For the second issue, you should yield the current node's key and value whenever self.val is not None, rather than only at leaf nodes. As long as you don't have any way to remove values, all leaf nodes will have a value, but we don't actually need any special casing to detect that.
And for the final issue, I suggest using string formatting to make a key:value pair. (I suppose you can skip this if you really don't need the values.)
Here's some code:
def traverse(self, prefix=""):
if self.val is not None:
yield "{}:{}".format(prefix, self.val)
for letter, child in self.children.items():
yield from child.traverse(prefix + letter)
def __str__(self):
return " | ".join(self.traverse())
If you're using a version of Python before 3.3, you'll need to replace the yield from statement with an explicit loop to yield the items from the recursive calls:
for item in child.traverse(prefix + letter)
yield item
Example output:
>>> t = Trie()
>>> t.insert("foo", 5)
>>> t.insert("bar", 10)
>>> t.insert("foobar", 100)
>>> str(t)
'bar:10 | foo:5 | foobar:100'
You could go with a simpler representation that just provides a summary of what the structure contains:
class Trie:
def __init__(self):
self.__final = False
self.__nodes = {}
def __repr__(self):
return 'Trie<len={}, final={}>'.format(len(self), self.__final)
def __getstate__(self):
return self.__final, self.__nodes
def __setstate__(self, state):
self.__final, self.__nodes = state
def __len__(self):
return len(self.__nodes)
def __bool__(self):
return self.__final
def __contains__(self, array):
try:
return self[array]
except KeyError:
return False
def __iter__(self):
yield self
for node in self.__nodes.values():
yield from node
def __getitem__(self, array):
return self.__get(array, False)
def create(self, array):
self.__get(array, True).__final = True
def read(self):
yield from self.__read([])
def update(self, array):
self[array].__final = True
def delete(self, array):
self[array].__final = False
def prune(self):
for key, value in tuple(self.__nodes.items()):
if not value.prune():
del self.__nodes[key]
if not len(self):
self.delete([])
return self
def __get(self, array, create):
if array:
head, *tail = array
if create and head not in self.__nodes:
self.__nodes[head] = Trie()
return self.__nodes[head].__get(tail, create)
return self
def __read(self, name):
if self.__final:
yield name
for key, value in self.__nodes.items():
yield from value.__read(name + [key])
Instead of your current strategy for printing, I suggest the following strategy instead:
Keep a list of all characters in order that you have traversed so far. When descending to one of your children, push its character on the end of its list. When returning, pop the end character off of the list. When you are at a leaf node, print the contents of the list as a string.

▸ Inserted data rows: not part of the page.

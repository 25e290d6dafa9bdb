//! Contract balance accounting.
//!
//! Classifies how much of each contracted quantity remains and applies
//! consumption adjustments. Thresholds compare the *remaining fraction*
//! (`remaining / quantity`) and boundaries are inclusive on the tighter side:
//! exactly 10% left is `Critical`, exactly 30% left is `Warning`.

use rust_decimal::Decimal;
use serde::{Deserialize, Serialize};

use crate::constants::{BALANCE_CRITICAL_THRESHOLD, BALANCE_WARNING_THRESHOLD};
use crate::errors::{Result, ValidationError};

use super::contracts_model::{ConsumptionAdjustment, Contract};

/// Classification of a contract item's remaining balance.
#[derive(Debug, Clone, Copy, PartialEq, Eq, Serialize, Deserialize)]
#[serde(rename_all = "lowercase")]
pub enum BalanceStatus {
    Ok,
    Warning,
    Critical,
    Exceeded,
}

/// Classify a contracted quantity against its consumption.
///
/// A zero contracted quantity always classifies `Ok`, regardless of the
/// consumed value.
pub fn classify(quantity: Decimal, consumed: Decimal) -> BalanceStatus {
    if quantity.is_zero() {
        return BalanceStatus::Ok;
    }
    if consumed > quantity {
        return BalanceStatus::Exceeded;
    }
    let remaining_fraction = (quantity - consumed) / quantity;
    if remaining_fraction <= BALANCE_CRITICAL_THRESHOLD {
        BalanceStatus::Critical
    } else if remaining_fraction <= BALANCE_WARNING_THRESHOLD {
        BalanceStatus::Warning
    } else {
        BalanceStatus::Ok
    }
}

/// Apply a consumption adjustment to a consumed quantity.
///
/// Reversal clamps at zero; forward consumption is deliberately not clamped
/// at the contracted quantity.
pub fn apply_adjustment(consumed: Decimal, adjustment: ConsumptionAdjustment) -> Result<Decimal> {
    match adjustment {
        ConsumptionAdjustment::Consume { amount } => {
            require_positive(amount)?;
            Ok(consumed + amount)
        }
        ConsumptionAdjustment::Reverse { amount } => {
            require_positive(amount)?;
            Ok((consumed - amount).max(Decimal::ZERO))
        }
        ConsumptionAdjustment::Set { amount } => {
            if amount < Decimal::ZERO {
                return Err(ValidationError::InvalidInput(
                    "consumed quantity cannot be negative".to_string(),
                )
                .into());
            }
            Ok(amount)
        }
    }
}

fn require_positive(amount: Decimal) -> Result<()> {
    if amount <= Decimal::ZERO {
        return Err(ValidationError::InvalidInput(
            "adjustment amount must be greater than zero".to_string(),
        )
        .into());
    }
    Ok(())
}

/// Per-item balance line of a report.
#[derive(Debug, Clone, PartialEq, Serialize, Deserialize)]
#[serde(rename_all = "camelCase")]
pub struct ItemBalance {
    pub item_id: String,
    pub description: String,
    pub unit: String,
    pub quantity: Decimal,
    pub consumed: Decimal,
    /// Raw remaining balance; negative when consumption exceeded the
    /// contracted quantity.
    pub remaining: Decimal,
    pub status: BalanceStatus,
}

/// Financial rollup of a contract's item balances. All values are derived,
/// never stored.
#[derive(Debug, Clone, PartialEq, Serialize, Deserialize)]
#[serde(rename_all = "camelCase")]
pub struct BalanceReport {
    pub contract_id: String,
    pub number: String,
    pub items: Vec<ItemBalance>,
    /// Sum of `quantity * unit_price` over all items.
    pub contracted_value: Decimal,
    /// Sum of `consumed * unit_price` over all items.
    pub consumed_value: Decimal,
    /// Sum of `max(0, quantity - consumed) * unit_price`; over-consumed
    /// items contribute zero.
    pub remaining_value: Decimal,
}

impl BalanceReport {
    pub fn for_contract(contract: &Contract) -> Self {
        let mut contracted_value = Decimal::ZERO;
        let mut consumed_value = Decimal::ZERO;
        let mut remaining_value = Decimal::ZERO;

        let items = contract
            .items
            .iter()
            .map(|item| {
                contracted_value += item.quantity * item.unit_price;
                consumed_value += item.consumed * item.unit_price;
                remaining_value += item.remaining().max(Decimal::ZERO) * item.unit_price;
                ItemBalance {
                    item_id: item.id.clone(),
                    description: item.description.clone(),
                    unit: item.unit.clone(),
                    quantity: item.quantity,
                    consumed: item.consumed,
                    remaining: item.remaining(),
                    status: classify(item.quantity, item.consumed),
                }
            })
            .collect();

        BalanceReport {
            contract_id: contract.id.clone(),
            number: contract.number.clone(),
            items,
            contracted_value,
            consumed_value,
            remaining_value,
        }
    }
}
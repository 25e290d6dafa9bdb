use std::sync::Arc;

use axum::{
    extract::{Path, State},
    http::StatusCode,
    routing::{delete, get},
    Json, Router,
};

use crate::{error::ApiResult, main_lib::AppState};
use fiscus_core::creditors::{Creditor, CreditorUpdate, NewCreditor};

async fn get_creditors(State(state): State<Arc<AppState>>) -> ApiResult<Json<Vec<Creditor>>> {
    let creditors = state.creditor_service.get_creditors()?;
    Ok(Json(creditors))
}

async fn create_creditor(
    State(state): State<Arc<AppState>>,
    Json(new_creditor): Json<NewCreditor>,
) -> ApiResult<(StatusCode, Json<Creditor>)> {
    let creditor = state.creditor_service.create_creditor(new_creditor).await?;
    Ok((StatusCode::CREATED, Json(creditor)))
}

async fn update_creditor(
    Path(creditor_id): Path<String>,
    State(state): State<Arc<AppState>>,
    Json(update): Json<CreditorUpdate>,
) -> ApiResult<Json<Creditor>> {
    let creditor = state
        .creditor_service
        .update_creditor(creditor_id, update)
        .await?;
    Ok(Json(creditor))
}

async fn delete_creditor(
    Path(creditor_id): Path<String>,
    State(state): State<Arc<AppState>>,
) -> ApiResult<StatusCode> {
    let _ = state.creditor_service.delete_creditor(creditor_id).await?;
    Ok(StatusCode::NO_CONTENT)
}

pub fn router() -> Router<Arc<AppState>> {
    Router::new()
        .route("/creditors", get(get_creditors).post(create_creditor))
        .route(
            "/creditors/{id}",
            delete(delete_creditor).put(update_creditor),
        )
}
use async_trait::async_trait;

use crate::errors::Result;

use super::settings_model::{Settings, SettingsUpdate};

/// Trait for settings repository operations.
#[async_trait]
pub trait SettingsRepositoryTrait: Send + Sync {
    fn get_settings(&self) -> Result<Settings>;
    async fn update_settings(&self, update: &SettingsUpdate) -> Result<()>;
    fn get_setting(&self, setting_key: &str) -> Result<String>;
    async fn update_setting(&self, setting_key: &str, setting_value: &str) -> Result<()>;
}
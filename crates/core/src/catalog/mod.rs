//! Material/service catalog module.

mod catalog_model;
mod catalog_service;
mod catalog_traits;

pub use catalog_model::{CatalogItem, CatalogItemUpdate, NewCatalogItem};
pub use catalog_service::CatalogItemService;
pub use catalog_traits::{CatalogItemRepositoryTrait, CatalogItemServiceTrait};
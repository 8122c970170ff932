use http::Method;
use serde_json::Value;
use std::collections::HashMap;

use crate::utils::constants::JSONAPI_MEDIA_TYPE;

/// A client's internal request representation: everything needed to issue
/// one HTTP call against the backend. Built by [`crate::client::JsonApiClient`]
/// implementations, executed elsewhere.
#[derive(Debug, Clone, PartialEq)]
pub struct ApiClientRequest {
    pub url: String,
    pub method: Method,
    pub headers: HashMap<String, String>,
    /// JSON:API document payload, `Null` for body-less requests.
    pub data: Value,
    /// Out-of-band information for the executing transport.
    pub meta: Value,
}

impl ApiClientRequest {
    /// A request descriptor with the JSON:API media type pre-set and no payload.
    pub fn new(method: Method, url: impl Into<String>) -> Self {
        let mut headers = HashMap::new();
        headers.insert("Content-Type".to_string(), JSONAPI_MEDIA_TYPE.to_string());
        Self {
            url: url.into(),
            method,
            headers,
            data: Value::Null,
            meta: Value::Null,
        }
    }
}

So say you have a trie built out of hello and hellas. This means that as you descend to hello, you build a list h, e, l, l, o, and at the leaf node you print hello, return once to get (hell), push a, s and at the next leaf you print hellas. This way you re-print letters earlier in the tree rather than having no memory of what they were and missing them.
(Another possiblity is to just descend the tree, and whenever you reach a leaf node go to your parent, your parent's parent, your parent's parent's parent... etc, keeping track of what letters you encounter, reversing the list you make and printing that out. But it may be less efficient.)